Judaism in the Age of AI Peril

By Andrew Fretwell

Good news! The Jewish community’s thorniest internal debates may be resolved in our lifetime. But the bad news is this might happen because Judaism is walking into an existential trap, one for which we are totally unprepared: the temptation to surrender personal choice to artificial intelligence. Judaism is all about choices and their consequences. The Torah begins with Adam and Eve’s irreversible decision and ends with Moses beseeching us to make better decisions. In between we have memories about individuals, families, and nations clumsily learning how to make good choices. But that skillset may become as useful as building sundials.

We are so unprepared because since man’s first invention, technological advances have opened up new choices, adding myriad layers of options and complexity to our experience. Compasses enabled us to navigate to new places. The printing press gave us more texts to decipher. Steam engines and the accompanying industrial revolution gave us leisure time for activities of our choosing. The list seems endless, but the twenty first century is reversing that correlation. Artificial intelligence and machine learning are increasingly competent at relieving us of the onerous demand of making choices. After all, when there are dozens of ways to get from Brooklyn to the Upper West Side, hundreds of restaurants in my neighborhood to eat at in my extended neighborhood, thousands of shows on Netflix to watch, and millions of items to buy on Amazon, who doesn’t need a little assistance?

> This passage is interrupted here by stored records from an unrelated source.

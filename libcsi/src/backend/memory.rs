//! In-memory storage backend for CSI.
//!
//! [`MemoryBackend`] implements [`CsiIdentity`] and [`CsiController`] without
//! touching any real storage.  It is the reference plugin used by the test
//! suites and for running the provisioner locally against
//! [`CsiServer`](crate::CsiServer), and it can misbehave on demand: errors
//! and latency can be injected and every call is counted.

use std::collections::{HashMap, VecDeque};
use std::sync::Mutex;
use std::sync::atomic::{AtomicU64, AtomicUsize, Ordering};
use std::time::Duration;

use async_trait::async_trait;
use dashmap::DashMap;
use dashmap::mapref::entry::Entry;
use tracing::{debug, info, instrument};

use crate::controller::CsiController;
use crate::error::CsiError;
use crate::identity::CsiIdentity;
use crate::types::*;

/// Plugin name reported by [`MemoryBackend`] unless overridden.
pub const MEMORY_PLUGIN_NAME: &str = "rk8s.memory.csi";

/// Capacities are rounded up to a multiple of this many bytes.
pub const ALLOCATION_UNIT: u64 = 1024 * 1024;

/// Concrete CSI backend that keeps all volumes in memory.
///
/// # Thread safety
///
/// Volume state lives in concurrent maps ([`DashMap`]), so multiple Tokio
/// tasks may operate on different volumes concurrently.
pub struct MemoryBackend {
    plugin_name: String,
    /// Total bytes the backend may hand out, `None` for unlimited.
    capacity_limit: Option<u64>,
    topology: bool,
    /// Volume metadata, keyed by volume ID.
    volumes: DashMap<VolumeId, Volume>,
    /// Maps the caller-supplied volume name to the assigned [`VolumeId`].
    /// Used to make `create_volume` idempotent; a create holds the name's
    /// entry until the volume is inserted.
    volume_names: DashMap<String, VolumeId>,
    /// Bytes handed out to live volumes.
    allocated: AtomicU64,
    /// Errors returned, in order, by the next controller calls.
    faults: Mutex<VecDeque<CsiError>>,
    latency: Mutex<Option<Duration>>,
    create_calls: AtomicUsize,
    delete_calls: AtomicUsize,
}

impl Default for MemoryBackend {
    fn default() -> Self {
        Self::new()
    }
}

impl MemoryBackend {
    /// Create an empty backend with unlimited capacity.
    pub fn new() -> Self {
        Self {
            plugin_name: MEMORY_PLUGIN_NAME.to_owned(),
            capacity_limit: None,
            topology: false,
            volumes: DashMap::new(),
            volume_names: DashMap::new(),
            allocated: AtomicU64::new(0),
            faults: Mutex::new(VecDeque::new()),
            latency: Mutex::new(None),
            create_calls: AtomicUsize::new(0),
            delete_calls: AtomicUsize::new(0),
        }
    }

    /// Limit the total number of bytes this backend can allocate.
    pub fn with_capacity_limit(mut self, bytes: u64) -> Self {
        self.capacity_limit = Some(bytes);
        self
    }

    /// Advertise [`PluginCapability::VolumeAccessibilityConstraints`].
    pub fn with_topology(mut self) -> Self {
        self.topology = true;
        self
    }

    /// Make the next controller call fail with `err`.  Multiple injected
    /// errors are returned in FIFO order.
    pub fn inject_error(&self, err: CsiError) {
        self.faults
            .lock()
            .unwrap_or_else(|p| p.into_inner())
            .push_back(err);
    }

    /// Delay every subsequent controller call by `latency`.
    pub fn set_latency(&self, latency: Duration) {
        *self.latency.lock().unwrap_or_else(|p| p.into_inner()) = Some(latency);
    }

    /// Number of `create_volume` calls received so far.
    pub fn create_calls(&self) -> usize {
        self.create_calls.load(Ordering::SeqCst)
    }

    /// Number of `delete_volume` calls received so far.
    pub fn delete_calls(&self) -> usize {
        self.delete_calls.load(Ordering::SeqCst)
    }

    /// Number of volumes currently allocated.
    pub fn volume_count(&self) -> usize {
        self.volumes.len()
    }

    /// Whether a volume with `volume_id` exists.
    pub fn contains(&self, volume_id: &VolumeId) -> bool {
        self.volumes.contains_key(volume_id)
    }

    /// Account `bytes` against the capacity limit.
    fn reserve(&self, bytes: u64) -> Result<(), CsiError> {
        let limit = self.capacity_limit.unwrap_or(u64::MAX);
        self.allocated
            .fetch_update(Ordering::SeqCst, Ordering::SeqCst, |used| {
                used.checked_add(bytes).filter(|total| *total <= limit)
            })
            .map(|_| ())
            .map_err(|used| {
                CsiError::ResourceExhausted(format!(
                    "requested {bytes} bytes, {} bytes available",
                    limit.saturating_sub(used)
                ))
            })
    }

    async fn before_call(&self) -> Result<(), CsiError> {
        let latency = *self.latency.lock().unwrap_or_else(|p| p.into_inner());
        if let Some(latency) = latency {
            tokio::time::sleep(latency).await;
        }
        let fault = self
            .faults
            .lock()
            .unwrap_or_else(|p| p.into_inner())
            .pop_front();
        match fault {
            Some(err) => Err(err),
            None => Ok(()),
        }
    }
}

fn round_up(bytes: u64) -> u64 {
    bytes.div_ceil(ALLOCATION_UNIT).max(1) * ALLOCATION_UNIT
}

// ---------------------------------------------------------------------------
// CsiIdentity
// ---------------------------------------------------------------------------

#[async_trait]
impl CsiIdentity for MemoryBackend {
    async fn get_plugin_info(&self) -> Result<PluginInfo, CsiError> {
        Ok(PluginInfo {
            name: self.plugin_name.clone(),
            vendor_version: env!("CARGO_PKG_VERSION").to_owned(),
        })
    }

    async fn probe(&self) -> Result<bool, CsiError> {
        Ok(true)
    }

    async fn get_plugin_capabilities(&self) -> Result<Vec<PluginCapability>, CsiError> {
        let mut caps = vec![PluginCapability::ControllerService];
        if self.topology {
            caps.push(PluginCapability::VolumeAccessibilityConstraints);
        }
        Ok(caps)
    }
}

// ---------------------------------------------------------------------------
// CsiController
// ---------------------------------------------------------------------------

#[async_trait]
impl CsiController for MemoryBackend {
    #[instrument(skip(self), fields(name = %req.name))]
    async fn create_volume(&self, req: CreateVolumeRequest) -> Result<Volume, CsiError> {
        self.create_calls.fetch_add(1, Ordering::SeqCst);
        self.before_call().await?;

        if req.name.is_empty() {
            return Err(CsiError::InvalidArgument("volume name is required".into()));
        }
        if req.volume_capabilities.is_empty() {
            return Err(CsiError::InvalidArgument(
                "at least one volume capability is required".into(),
            ));
        }
        let capacity = round_up(req.capacity_bytes);

        // Idempotency: a repeated name returns the existing volume as long as
        // the request is compatible with it.  The entry stays locked until
        // the new volume is recorded, so racing creates of one name agree.
        let entry = self.volume_names.entry(req.name.clone());
        if let Entry::Occupied(existing) = &entry
            && let Some(vol) = self.volumes.get(existing.get()).map(|r| r.clone())
        {
            if vol.capacity_bytes != capacity {
                return Err(CsiError::AlreadyExists(req.name));
            }
            debug!(name = %req.name, id = %vol.volume_id, "returning existing volume for idempotent create");
            return Ok(vol);
        }

        self.reserve(capacity)?;

        let vol_id = VolumeId(format!("mem-{}", uuid::Uuid::new_v4()));
        let volume = Volume {
            volume_id: vol_id.clone(),
            capacity_bytes: capacity,
            parameters: req.parameters,
            volume_context: HashMap::from([
                ("backend".to_owned(), "memory".to_owned()),
                ("name".to_owned(), req.name.clone()),
            ]),
            accessible_topology: req.accessibility_requirements,
        };

        self.volumes.insert(vol_id.clone(), volume.clone());
        entry.insert(vol_id.clone());

        info!(%vol_id, capacity, "volume created");
        Ok(volume)
    }

    #[instrument(skip(self))]
    async fn delete_volume(&self, volume_id: &VolumeId) -> Result<(), CsiError> {
        self.delete_calls.fetch_add(1, Ordering::SeqCst);
        self.before_call().await?;

        let Some((_, vol)) = self.volumes.remove(volume_id) else {
            return Err(CsiError::NotFound(volume_id.to_string()));
        };
        self.allocated
            .fetch_sub(vol.capacity_bytes, Ordering::SeqCst);
        if let Some(name) = vol.volume_context.get("name") {
            self.volume_names.remove_if(name, |_, id| id == volume_id);
        }

        info!(%volume_id, "volume deleted");
        Ok(())
    }
}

And therein lies the danger. Our customer data is being leveraged by algorithms to fuel commerce, and with the data we willingly provide, these algorithms understand us increasingly well. Recommendation engines may currently be hit or miss, but they are rapidly improving and with every improvement they become more deeply embedded in our decision making. As observed by Noah Yuval Harari in Homo Deus, “Every day millions of people decide to grant their smartphone a bit more control.” At some point soon, Amazon will know exactly what I should buy, Facebook will know precisely who my next friend should be, my Apple Watch will know when I should exercise down to the minute, and Yelp will know each menu item I should order, all before I do. We are quickly approaching a world where we can go days without making a solo decision, so where is the tipping point when we concede that we are no longer the best decision makers over daily lives?

The abdication of choice existentially threatens Judaism more than anti-Semitism, assimilation, and in-fighting combined. Rabbi Jonathan Sacks declared, “if we genuinely lack free will, our entire sense of what it is to be human will crumble into dust,” and Judaism will dissolve with it. Judaism matters because it provides a firm moral compass. But if we stop navigating that moral journey for ourselves, why keep the compass?

While previous generations grappled with how to keep Shabbat holy (or not), future generations can use an app that calibrates their calendar, ensuring physical and mental health is provided through adequate rest instead of lighting candles. Instead of join a minyan or havurah, their smartphone can provide a daily 15-minute meditative experience, personalized with elements from various philosophies and religions. Instead of attending a local federation event to consider where to give an end of year donation, a program can scan personal information to determine a user’s values and budget to create a personalized donation plan that can be transacted with a single swipe through a banking app. Each of these mundane instances exemplifies how Jewish decisions can be outsourced to artificial intelligence, rendering ourselves passive. If we form a habit of outsourcing decisions to algorithms, we are training ourselves to trust artificial intelligence over our own consciences. And if we lose confidence in making small decisions, how could we ever make the big ones like who to marry, where to live, or what political parties to support?

For millennia we’ve battled in the arena of ideas and choices; we feared defeat at the hands of other ideas, but we never imagined the audience would stop watching, abandoning their seats altogether. Before we cross that threshold, we must ask ourselves: How do we build a fence around free choice without shunning the many benefits of artificial intelligence? How do we ensure that future generations are vigilant about their choices and embrace the accompanying responsibility, both on a micro and macro level? Our future depends on our answer, and the future waits for no one.

Andrew Fretwell is a Media and Publishing executive at IBM, a former educator for Young Judaea and the Birthright Israel Foundation, and currently chairs Repair the World NYC’s Advisory Board.